Function Documentation

◆ dnnl_set_verbose()

dnnl_status_t DNNL_API dnnl_set_verbose ( int level )

Configures verbose output to stdout.

Note: Enabling verbose output affects performance. This setting overrides the DNNL_VERBOSE environment variable.

Parameters

level

Verbosity level:

0: no verbose output (default),
1: primitive information at execution,
2: primitive information at creation and execution.

Returns: dnnl_invalid_arguments/dnnl::status::invalid_arguments if the level value is invalid, and dnnl_success/dnnl::status::success on success.

◆ dnnl_set_jit_dump()

dnnl_status_t DNNL_API dnnl_set_jit_dump ( int enable )

Configures dumping of JIT-generated code.

Note: This setting overrides the DNNL_JIT_DUMP environment variable.

Parameters

enable Flag value. Set to 0 to disable and set to 1 to enable.

Returns: dnnl_invalid_arguments/dnnl::status::invalid_arguments if the flag value is invalid, and dnnl_success/dnnl::status::success on success.

◆ dnnl_version()

const dnnl_version_t DNNL_API* dnnl_version ( void )

Returns library version information.

Returns

Pointer to a constant structure containing

major: major version number,
minor: minor version number,
patch: patch release number,
hash: git commit hash.

◆ dnnl_set_jit_profiling_flags()

dnnl_status_t DNNL_API dnnl_set_jit_profiling_flags ( unsigned flags )

Sets library profiling flags.

The flags define which profilers are supported.

Note: This setting overrides DNNL_JIT_PROFILE environment variable.

See also: Profiling oneDNN Performance

Parameters

flags

Profiling flags that can contain the following bits:

DNNL_JIT_PROFILE_VTUNE – integration with VTune Amplifier (on by default)
DNNL_JIT_PROFILE_LINUX_JITDUMP – produce Linux-specific jit-pid.dump output (off by default). The location of the output is controlled via JITDUMPDIR environment variable or via dnnl_set_jit_profiling_jitdumpdir() function.
DNNL_JIT_PROFILE_LINUX_PERFMAP – produce Linux-specific perf-pid.map output (off by default). The output is always placed into /tmp.

Passing DNNL_JIT_PROFILE_NONE disables profiling completely.

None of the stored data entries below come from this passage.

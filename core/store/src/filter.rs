//! Substring filtering over store entries.

use std::collections::BTreeSet;

use crate::tree::{StoreNode, StoreTree};
use passdeck_common::EntryPath;

/// Holds the current search query.
///
/// The index never caches results; every view is evaluated against the
/// tree it is handed, so a rebuilt tree is picked up automatically.
#[derive(Debug, Clone, Default)]
pub struct FilterIndex {
    query: String,
    folded: String,
}

impl FilterIndex {
    /// Create an index with an empty query.
    pub fn new() -> Self {
        Self::default()
    }

    /// Current query as typed.
    pub fn query(&self) -> &str {
        &self.query
    }

    /// Replace the query and return the matching view of `tree`.
    pub fn set_query<'t>(&mut self, tree: &'t StoreTree, query: &str) -> FilterView<'t> {
        self.query = query.to_string();
        self.folded = query.to_lowercase();
        self.view(tree)
    }

    /// View of `tree` under the current query.
    pub fn view<'t>(&self, tree: &'t StoreTree) -> FilterView<'t> {
        FilterView {
            tree,
            needle: self.folded.clone(),
        }
    }
}

/// Lazy, restartable set of entries matching a query.
#[derive(Debug, Clone)]
pub struct FilterView<'t> {
    tree: &'t StoreTree,
    needle: String,
}

impl<'t> FilterView<'t> {
    /// Iterate matching entries in tree order. May be called repeatedly.
    pub fn iter(&self) -> impl Iterator<Item = &'t StoreNode> + '_ {
        self.tree.leaves().filter(move |node| self.matches_node(node))
    }

    fn matches_node(&self, node: &StoreNode) -> bool {
        self.needle.is_empty()
            || node
                .path()
                .as_normalized()
                .to_lowercase()
                .contains(&self.needle)
    }

    /// Collect the matching paths.
    pub fn matches(&self) -> Vec<EntryPath> {
        self.iter().map(|node| node.path().clone()).collect()
    }

    /// Number of matches.
    pub fn count(&self) -> usize {
        self.iter().count()
    }

    /// Check if nothing matches.
    pub fn is_empty(&self) -> bool {
        self.iter().next().is_none()
    }

    /// Directories that must stay visible to reach every match.
    pub fn visible_directories(&self) -> BTreeSet<EntryPath> {
        let mut dirs = BTreeSet::new();
        for node in self.iter() {
            dirs.extend(node.path().ancestors().into_iter().skip(1));
        }
        dirs
    }
}

#[cfg(test)]
mod tests {
    use super::*;
    use crate::config::TreeOptions;

    fn tree(paths: &[&str]) -> StoreTree {
        let mut tree = StoreTree::new(TreeOptions::default());
        tree.rebuild_from_strs(paths).unwrap();
        tree
    }

    fn names(paths: Vec<EntryPath>) -> Vec<String> {
        paths.into_iter().map(|p| p.as_normalized()).collect()
    }

    #[test]
    fn test_case_insensitive_substring() {
        let tree = tree(&["Mail/Gmail", "bank/chase", "mail/other"]);
        let mut index = FilterIndex::new();
        let view = index.set_query(&tree, "MAIL");

        let mut matched = names(view.matches());
        matched.sort();
        assert_eq!(matched, vec!["Mail/Gmail", "mail/other"]);
        assert_eq!(index.query(), "MAIL");
    }

    #[test]
    fn test_empty_query_matches_everything() {
        let tree = tree(&["a", "b/c", "d/e/f"]);
        let view = FilterIndex::new().view(&tree);
        assert_eq!(view.count(), tree.leaf_count());
    }

    #[test]
    fn test_view_is_restartable() {
        let tree = tree(&["web/github", "web/gitlab", "bank"]);
        let mut index = FilterIndex::new();
        let view = index.set_query(&tree, "git");

        let first: Vec<_> = view.iter().map(|n| n.path().clone()).collect();
        let second: Vec<_> = view.iter().map(|n| n.path().clone()).collect();
        assert_eq!(first, second);
        assert_eq!(first.len(), 2);
    }

    #[test]
    fn test_matches_across_separator() {
        let tree = tree(&["web/github"]);
        let mut index = FilterIndex::new();
        assert_eq!(index.set_query(&tree, "b/gi").count(), 1);
        assert!(index.set_query(&tree, "nothing").is_empty());
    }

    #[test]
    fn test_visible_directories() {
        let tree = tree(&["mail/gmail/personal", "mail/other", "bank"]);
        let mut index = FilterIndex::new();
        let view = index.set_query(&tree, "personal");

        let dirs = names(view.visible_directories().into_iter().collect());
        assert_eq!(dirs, vec!["mail", "mail/gmail"]);
    }

    #[test]
    fn test_query_reevaluated_against_new_tree() {
        let mut index = FilterIndex::new();
        let old = tree(&["github"]);
        assert_eq!(index.set_query(&old, "git").count(), 1);

        let new = tree(&["github", "gitlab"]);
        assert_eq!(index.view(&new).count(), 2);
    }
}
//! Store backend for a `pass`-compatible password store.
//!
//! The store is a directory of `*.gpg` files. Listing walks the directory
//! directly; everything that touches key material (decrypt, encrypt,
//! re-encrypt on copy, git bookkeeping) is delegated to the `pass` program.

use async_trait::async_trait;
use std::path::{Path, PathBuf};
use std::process::Stdio;
use std::sync::Arc;
use tokio::fs;
use tokio::io::AsyncWriteExt;
use tokio::process::Command;
use tracing::{debug, warn};

use crate::backend::StoreBackend;
use passdeck_common::{EntryPath, Error, Result, SecretValue};

/// File suffix of encrypted entries.
pub const ENTRY_SUFFIX: &str = ".gpg";

/// Environment variable `pass` reads the store location from.
pub const STORE_DIR_ENV: &str = "PASSWORD_STORE_DIR";

/// Result of one `pass` invocation.
#[derive(Debug, Clone)]
pub struct PassOutput {
    /// Exit status code.
    pub status_code: i32,
    /// Standard output.
    pub stdout: Vec<u8>,
    /// Standard error.
    pub stderr: String,
}

impl PassOutput {
    /// Convert a non-zero exit into a backend error carrying stderr.
    fn into_result(self, action: &str) -> Result<Vec<u8>> {
        if self.status_code == 0 {
            return Ok(self.stdout);
        }
        let detail = self.stderr.trim();
        if detail.is_empty() {
            Err(Error::Backend(format!(
                "pass {} exited with status {}",
                action, self.status_code
            )))
        } else {
            Err(Error::Backend(detail.to_string()))
        }
    }
}

/// Executor abstraction for `pass` commands.
#[async_trait]
pub trait PassExecutor: Send + Sync {
    /// Run pass against `store_dir` with `args`, feeding `stdin` if given.
    async fn exec(&self, store_dir: &Path, args: &[&str], stdin: Option<&[u8]>)
        -> Result<PassOutput>;
}

/// Real executor that spawns the system `pass` binary.
pub struct SystemPassExecutor {
    binary: String,
}

impl SystemPassExecutor {
    /// Creates a system executor using the `pass` binary.
    pub fn new() -> Self {
        Self {
            binary: "pass".to_owned(),
        }
    }

    /// Creates a system executor with a custom binary path.
    pub fn with_binary(binary: impl Into<String>) -> Self {
        Self {
            binary: binary.into(),
        }
    }
}

impl Default for SystemPassExecutor {
    fn default() -> Self {
        Self::new()
    }
}

#[async_trait]
impl PassExecutor for SystemPassExecutor {
    async fn exec(
        &self,
        store_dir: &Path,
        args: &[&str],
        stdin: Option<&[u8]>,
    ) -> Result<PassOutput> {
        let mut command = Command::new(&self.binary);
        command
            .args(args)
            .env(STORE_DIR_ENV, store_dir)
            .stdin(if stdin.is_some() {
                Stdio::piped()
            } else {
                Stdio::null()
            })
            .stdout(Stdio::piped())
            .stderr(Stdio::piped())
            .kill_on_drop(true);

        let mut child = command
            .spawn()
            .map_err(|e| Error::Backend(format!("failed to run {}: {}", self.binary, e)))?;

        if let (Some(input), Some(mut pipe)) = (stdin, child.stdin.take()) {
            pipe.write_all(input).await?;
            // Closing the pipe signals end of input to `pass insert -m`.
            drop(pipe);
        }

        let output = child.wait_with_output().await?;
        Ok(PassOutput {
            status_code: output.status.code().unwrap_or(1),
            stdout: output.stdout,
            stderr: String::from_utf8_lossy(&output.stderr).into_owned(),
        })
    }
}

/// Backend over a pass store directory.
pub struct PassBackend {
    root: PathBuf,
    executor: Arc<dyn PassExecutor>,
}

impl PassBackend {
    /// Creates a backend for the store at `root` using the system `pass`.
    pub fn new(root: impl AsRef<Path>) -> Self {
        Self::with_executor(root, Arc::new(SystemPassExecutor::new()))
    }

    /// Creates a backend with a custom executor, useful for tests.
    pub fn with_executor(root: impl AsRef<Path>, executor: Arc<dyn PassExecutor>) -> Self {
        Self {
            root: root.as_ref().to_path_buf(),
            executor,
        }
    }

    /// Store directory.
    pub fn root(&self) -> &Path {
        &self.root
    }

    /// Location of the encrypted file backing an entry.
    fn entry_file(&self, path: &EntryPath) -> PathBuf {
        self.root
            .join(format!("{}{}", path.as_normalized(), ENTRY_SUFFIX))
    }

    /// Default store location: `$PASSWORD_STORE_DIR`, else `~/.password-store`.
    pub fn default_root() -> Option<PathBuf> {
        std::env::var_os(STORE_DIR_ENV)
            .map(PathBuf::from)
            .or_else(|| dirs::home_dir().map(|home| home.join(".password-store")))
    }

    async fn run(&self, action: &str, args: &[&str], stdin: Option<&[u8]>) -> Result<Vec<u8>> {
        debug!(action, "Running pass");
        self.executor
            .exec(&self.root, args, stdin)
            .await?
            .into_result(action)
    }
}

/// Map a file name below the store root to an entry name, if it is one.
fn entry_name(file_name: &str) -> Option<&str> {
    file_name
        .strip_suffix(ENTRY_SUFFIX)
        .filter(|stem| !stem.is_empty())
}

#[async_trait]
impl StoreBackend for PassBackend {
    fn name(&self) -> &str {
        "pass"
    }

    async fn list(&self) -> Result<Vec<EntryPath>> {
        if !fs::try_exists(&self.root).await? {
            return Err(Error::Backend(format!(
                "password store not found at {}",
                self.root.display()
            )));
        }

        let mut results = Vec::new();
        let mut pending = vec![(self.root.clone(), EntryPath::root())];

        while let Some((dir, prefix)) = pending.pop() {
            let mut entries = fs::read_dir(&dir).await?;
            while let Some(entry) = entries.next_entry().await? {
                let file_name = entry.file_name();
                let Some(name) = file_name.to_str() else {
                    warn!(dir = %dir.display(), "Skipping non UTF-8 file name");
                    continue;
                };
                // .git, .gpg-id, .extensions and editor droppings
                if name.starts_with('.') {
                    continue;
                }

                let file_type = entry.file_type().await?;
                if file_type.is_dir() {
                    pending.push((entry.path(), prefix.join(name)?));
                } else if let Some(stem) = entry_name(name) {
                    results.push(prefix.join(stem)?);
                }
            }
        }

        results.sort();
        Ok(results)
    }

    async fn read(&self, path: &EntryPath) -> Result<SecretValue> {
        let name = path.as_normalized();
        let stdout = self.run("show", &["show", &name], None).await?;
        Ok(SecretValue::new(stdout))
    }

    async fn write(&self, path: &EntryPath, content: &SecretValue) -> Result<()> {
        let name = path.as_normalized();
        self.run(
            "insert",
            &["insert", "--multiline", "--force", &name],
            Some(content.as_bytes()),
        )
        .await?;
        Ok(())
    }

    async fn remove(&self, path: &EntryPath) -> Result<()> {
        let name = path.as_normalized();
        self.run("rm", &["rm", "--recursive", "--force", &name], None)
            .await?;
        Ok(())
    }

    async fn copy(&self, from: &EntryPath, to: &EntryPath, overwrite: bool) -> Result<()> {
        let from_name = from.as_normalized();
        let to_name = to.as_normalized();
        if overwrite {
            self.run("cp", &["cp", "--force", &from_name, &to_name], None)
                .await?;
            return Ok(());
        }

        // pass cp overwrites without asking when stdin is not a terminal.
        if fs::try_exists(self.entry_file(to)).await? {
            return Err(Error::Backend(format!("{} already exists", to)));
        }
        self.run("cp", &["cp", &from_name, &to_name], None).await?;
        Ok(())
    }
}

#[cfg(test)]
mod tests {
    use super::*;
    use std::sync::Mutex;
    use tempfile::TempDir;

    /// Executor that records invocations and replays a canned output.
    struct ScriptedExecutor {
        calls: Mutex<Vec<(Vec<String>, Option<Vec<u8>>)>>,
        output: PassOutput,
    }

    impl ScriptedExecutor {
        fn new(status_code: i32, stdout: &str, stderr: &str) -> Arc<Self> {
            Arc::new(Self {
                calls: Mutex::new(Vec::new()),
                output: PassOutput {
                    status_code,
                    stdout: stdout.as_bytes().to_vec(),
                    stderr: stderr.to_string(),
                },
            })
        }

        fn calls(&self) -> Vec<(Vec<String>, Option<Vec<u8>>)> {
            self.calls.lock().unwrap().clone()
        }
    }

    #[async_trait]
    impl PassExecutor for ScriptedExecutor {
        async fn exec(
            &self,
            _store_dir: &Path,
            args: &[&str],
            stdin: Option<&[u8]>,
        ) -> Result<PassOutput> {
            self.calls.lock().unwrap().push((
                args.iter().map(|a| a.to_string()).collect(),
                stdin.map(|s| s.to_vec()),
            ));
            Ok(self.output.clone())
        }
    }

    fn path(s: &str) -> EntryPath {
        EntryPath::parse(s).unwrap()
    }

    #[tokio::test]
    async fn test_list_strips_suffix_and_hides_dot_entries() {
        let temp = TempDir::new().unwrap();
        let root = temp.path();
        std::fs::create_dir_all(root.join("mail/gmail")).unwrap();
        std::fs::create_dir_all(root.join(".git/objects")).unwrap();
        std::fs::write(root.join(".gpg-id"), "ABCDEF\n").unwrap();
        std::fs::write(root.join("mail/gmail/personal.gpg"), b"x").unwrap();
        std::fs::write(root.join("mail/work.gpg"), b"x").unwrap();
        std::fs::write(root.join("mail/notes.txt"), b"x").unwrap();
        std::fs::write(root.join(".git/objects/blob.gpg"), b"x").unwrap();

        let backend = PassBackend::with_executor(root, ScriptedExecutor::new(0, "", ""));
        let listing = backend.list().await.unwrap();

        assert_eq!(listing, vec![path("mail/gmail/personal"), path("mail/work")]);
    }

    #[tokio::test]
    async fn test_list_missing_store_fails() {
        let temp = TempDir::new().unwrap();
        let backend = PassBackend::with_executor(
            temp.path().join("absent"),
            ScriptedExecutor::new(0, "", ""),
        );

        let err = backend.list().await.unwrap_err();
        assert!(matches!(err, Error::Backend(_)));
    }

    #[tokio::test]
    async fn test_read_runs_show() {
        let executor = ScriptedExecutor::new(0, "hunter2\nlogin: me\n", "");
        let backend = PassBackend::with_executor("/store", executor.clone());

        let secret = backend.read(&path("web/github")).await.unwrap();

        assert_eq!(secret.as_str().unwrap(), "hunter2\nlogin: me\n");
        assert_eq!(executor.calls()[0].0, vec!["show", "web/github"]);
    }

    #[tokio::test]
    async fn test_write_pipes_content() {
        let executor = ScriptedExecutor::new(0, "", "");
        let backend = PassBackend::with_executor("/store", executor.clone());

        backend
            .write(&path("web/github"), &SecretValue::from("pw\nnotes"))
            .await
            .unwrap();

        let (args, stdin) = executor.calls().remove(0);
        assert_eq!(args, vec!["insert", "--multiline", "--force", "web/github"]);
        assert_eq!(stdin.unwrap(), b"pw\nnotes");
    }

    #[tokio::test]
    async fn test_failure_carries_stderr() {
        let executor = ScriptedExecutor::new(1, "", "gpg: decryption failed: No secret key\n");
        let backend = PassBackend::with_executor("/store", executor);

        let err = backend.read(&path("web/github")).await.unwrap_err();

        match err {
            Error::Backend(detail) => assert_eq!(detail, "gpg: decryption failed: No secret key"),
            other => panic!("unexpected error: {other:?}"),
        }
    }

    #[tokio::test]
    async fn test_remove_and_copy_args() {
        let executor = ScriptedExecutor::new(0, "", "");
        let backend = PassBackend::with_executor("/store", executor.clone());

        backend.remove(&path("mail")).await.unwrap();
        backend.copy(&path("a/b"), &path("c"), false).await.unwrap();
        backend.copy(&path("a/b"), &path("d"), true).await.unwrap();

        let calls = executor.calls();
        assert_eq!(calls[0].0, vec!["rm", "--recursive", "--force", "mail"]);
        assert_eq!(calls[1].0, vec!["cp", "a/b", "c"]);
        assert!(calls[1].1.is_none());
        assert_eq!(calls[2].0, vec!["cp", "--force", "a/b", "d"]);
    }

    #[tokio::test]
    async fn test_copy_refuses_existing_destination() {
        let temp = TempDir::new().unwrap();
        std::fs::create_dir_all(temp.path().join("web")).unwrap();
        std::fs::write(temp.path().join("web/github.gpg"), b"x").unwrap();
        let executor = ScriptedExecutor::new(0, "", "");
        let backend = PassBackend::with_executor(temp.path(), executor.clone());

        let err = backend
            .copy(&path("bank"), &path("web/github"), false)
            .await
            .unwrap_err();

        assert!(matches!(err, Error::Backend(_)));
        assert!(executor.calls().is_empty());
    }

    #[test]
    fn test_entry_name() {
        assert_eq!(entry_name("work.gpg"), Some("work"));
        assert_eq!(entry_name(".gpg"), None);
        assert_eq!(entry_name("notes.txt"), None);
    }
}
//! Entry content layout used by `pass`.
//!
//! The first line of an entry is the password; everything after the first
//! newline is free-form notes (usernames, URLs, OTP seeds).

use zeroize::{Zeroize, ZeroizeOnDrop};

use passdeck_common::{Error, Result, SecretValue};

/// Decrypted entry split into password and notes.
#[derive(Clone, PartialEq, Eq, Zeroize, ZeroizeOnDrop)]
pub struct EntryContent {
    password: String,
    notes: String,
}

impl EntryContent {
    /// Split decrypted entry content.
    ///
    /// # Errors
    /// - `InvalidInput` if the content is not UTF-8
    pub fn parse(secret: &SecretValue) -> Result<Self> {
        let text = secret.as_str()?;
        let (password, notes) = match text.split_once('\n') {
            Some((first, rest)) => (first, rest),
            None => (text, ""),
        };

        Ok(Self {
            password: password.trim_end_matches('\r').to_string(),
            notes: notes.to_string(),
        })
    }

    /// Build content from a password and notes.
    ///
    /// # Errors
    /// - `InvalidInput` if the password contains a line break
    pub fn compose(password: impl Into<String>, notes: impl Into<String>) -> Result<Self> {
        let password = password.into();
        if password.contains(['\n', '\r']) {
            return Err(Error::InvalidInput(
                "password must be a single line".to_string(),
            ));
        }
        Ok(Self {
            password,
            notes: notes.into(),
        })
    }

    /// The password line.
    pub fn password(&self) -> &str {
        &self.password
    }

    /// Everything after the password line.
    pub fn notes(&self) -> &str {
        &self.notes
    }

    /// Replace the password, keeping the notes.
    pub fn with_password(&self, password: impl Into<String>) -> Result<Self> {
        Self::compose(password, self.notes.clone())
    }

    /// Serialise back to the stored form.
    pub fn to_secret(&self) -> SecretValue {
        if self.notes.is_empty() {
            SecretValue::from(format!("{}\n", self.password))
        } else {
            SecretValue::from(format!("{}\n{}", self.password, self.notes))
        }
    }
}

impl std::fmt::Debug for EntryContent {
    fn fmt(&self, f: &mut std::fmt::Formatter<'_>) -> std::fmt::Result {
        f.debug_struct("EntryContent")
            .field("password", &"[REDACTED]")
            .field("notes_len", &self.notes.len())
            .finish()
    }
}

Returns: dnnl_invalid_arguments/dnnl::status::invalid_arguments if the flags value is invalid, and dnnl_success/dnnl::status::success on success.

◆ dnnl_set_jit_profiling_jitdumpdir()

dnnl_status_t DNNL_API dnnl_set_jit_profiling_jitdumpdir ( const char * dir )

Sets JIT dump output path.

Only applicable to Linux and is only used when profiling flags have DNNL_JIT_PROFILE_LINUX_PERF bit set.

After the first JIT kernel is generated, the jitdump output will be placed into temporary directory created using the mkdtemp template 'dir/.debug/jit/dnnl.XXXXXX'.

See also: Profiling oneDNN Performance

Note: This setting overrides JITDUMPDIR environment variable. If JITDUMPDIR is not set, and this function is never called, the path defaults to HOME. Passing NULL reverts the value to default.; The directory is accessed only when the first JIT kernel is being created. JIT profiling will be disabled in case of any errors accessing or creating this directory.

Parameters

dir	JIT dump output path.

Returns: dnnl_success/dnnl::status::success if the output directory was set correctly and an error status otherwise.; dnnl_unimplemented/dnnl::status::unimplemented on Windows.

◆ dnnl_set_max_cpu_isa()

dnnl_status_t DNNL_API dnnl_set_max_cpu_isa ( dnnl_cpu_isa_t isa )

Sets the maximal ISA the library can dispatch to on the CPU.

See dnnl_cpu_isa_t and dnnl::cpu_isa for the list of the values accepted by the C and C++ API functions respectively.

This function has effect only before the first JIT kernel is generated and will return an error afterwards.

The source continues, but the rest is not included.